(Task brief) The answer must consist of the records, repeated exactly.

Records excerpted from a collection
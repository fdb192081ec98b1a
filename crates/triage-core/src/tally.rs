//! Per-condition answer tallies.

use crate::session::Answer;
use serde::{Deserialize, Serialize};
use std::collections::HashMap;

/// Running counts of confirming and disconfirming answers per condition.
///
/// Both maps are sparse: an absent condition name means a count of zero,
/// made explicit by the accessors. Counts only ever increase; a tally is
/// reset by starting a new session, never in place.
#[derive(Debug, Clone, Default, PartialEq, Serialize, Deserialize)]
pub struct Tally {
    /// Condition name → number of "yes" answers attributed to it
    confirmed: HashMap<String, u32>,
    /// Condition name → number of "no" answers attributed to it
    negatives: HashMap<String, u32>,
}

impl Tally {
    /// Creates an empty tally.
    pub fn new() -> Self {
        Self::default()
    }

    /// Records one answer attributed to `condition_name`.
    pub fn record(&mut self, condition_name: &str, answer: Answer) {
        let map = match answer {
            Answer::Yes => &mut self.confirmed,
            Answer::No => &mut self.negatives,
        };
        *map.entry(condition_name.to_string()).or_insert(0) += 1;
    }

    /// Number of "yes" answers for a condition (zero if never answered).
    pub fn confirmed_count(&self, condition_name: &str) -> u32 {
        self.confirmed.get(condition_name).copied().unwrap_or(0)
    }

    /// Number of "no" answers for a condition (zero if never answered).
    pub fn negative_count(&self, condition_name: &str) -> u32 {
        self.negatives.get(condition_name).copied().unwrap_or(0)
    }

    /// The confirmed-count map, for final diagnosis resolution.
    pub fn confirmed(&self) -> &HashMap<String, u32> {
        &self.confirmed
    }
}

#[cfg(test)]
mod tests {
    use super::*;

    #[test]
    fn test_absent_condition_counts_as_zero() {
        let tally = Tally::new();
        assert_eq!(tally.confirmed_count("Flu"), 0);
        assert_eq!(tally.negative_count("Flu"), 0);
    }

    #[test]
    fn test_record_increments_the_right_map() {
        let mut tally = Tally::new();

        tally.record("Flu", Answer::Yes);
        tally.record("Flu", Answer::Yes);
        tally.record("Flu", Answer::No);
        tally.record("Cold", Answer::No);

        assert_eq!(tally.confirmed_count("Flu"), 2);
        assert_eq!(tally.negative_count("Flu"), 1);
        assert_eq!(tally.confirmed_count("Cold"), 0);
        assert_eq!(tally.negative_count("Cold"), 1);
    }

    #[test]
    fn test_counts_never_decrease() {
        let mut tally = Tally::new();

        for _ in 0..5 {
            tally.record("Flu", Answer::Yes);
        }

        assert_eq!(tally.confirmed_count("Flu"), 5);
    }
}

(Output for this task)
repository fdb192081ec98b1a
filename crates/triage-core/src/tally.rs
//! Per-condition answer tallies.

use crate::session::Answer;
use serde::{Deserialize, Serialize};
use std::collections::HashMap;

/// Running counts of confirming and disconfirming answers per condition.
///
/// Both maps are sparse: an absent condition name means a count of zero,
/// made explicit by the accessors. Counts only ever increase; a tally is
/// reset by starting a new session, never in place.
#[derive(Debug, Clone, Default, PartialEq, Serialize, Deserialize)]
pub struct Tally {
    /// Condition name → number of "yes" answers attributed to it
    confirmed: HashMap<String, u32>,
    /// Condition name → number of "no" answers attributed to it
    negatives: HashMap<String, u32>,
}

impl Tally {
    /// Creates an empty tally.
    pub fn new() -> Self {
        Self::default()
    }

    /// Records one answer attributed to `condition_name`.
    pub fn record(&mut self, condition_name: &str, answer: Answer) {
        let map = match answer {
            Answer::Yes => &mut self.confirmed,
            Answer::No => &mut self.negatives,
        };
        *map.entry(condition_name.to_string()).or_insert(0) += 1;
    }

    /// Number of "yes" answers for a condition (zero if never answered).
    pub fn confirmed_count(&self, condition_name: &str) -> u32 {
        self.confirmed.get(condition_name).copied().unwrap_or(0)
    }

    /// Number of "no" answers for a condition (zero if never answered).
    pub fn negative_count(&self, condition_name: &str) -> u32 {
        self.negatives.get(condition_name).copied().unwrap_or(0)
    }

    /// The confirmed-count map, for final diagnosis resolution.
    pub fn confirmed(&self) -> &HashMap<String, u32> {
        &self.confirmed
    }
}

#[cfg(test)]
mod tests {
    use super::*;

    #[test]
    fn test_absent_condition_counts_as_zero() {
        let tally = Tally::new();
        assert_eq!(tally.confirmed_count("Flu"), 0);
        assert_eq!(tally.negative_count("Flu"), 0);
    }

    #[test]
    fn test_record_increments_the_right_map() {
        let mut tally = Tally::new();

        tally.record("Flu", Answer::Yes);
        tally.record("Flu", Answer::Yes);
        tally.record("Flu", Answer::No);
        tally.record("Cold", Answer::No);

        assert_eq!(tally.confirmed_count("Flu"), 2);
        assert_eq!(tally.negative_count("Flu"), 1);
        assert_eq!(tally.confirmed_count("Cold"), 0);
        assert_eq!(tally.negative_count("Cold"), 1);
    }

    #[test]
    fn test_counts_never_decrease() {
        let mut tally = Tally::new();

        for _ in 0..5 {
            tally.record("Flu", Answer::Yes);
        }

        assert_eq!(tally.confirmed_count("Flu"), 5);
    }
}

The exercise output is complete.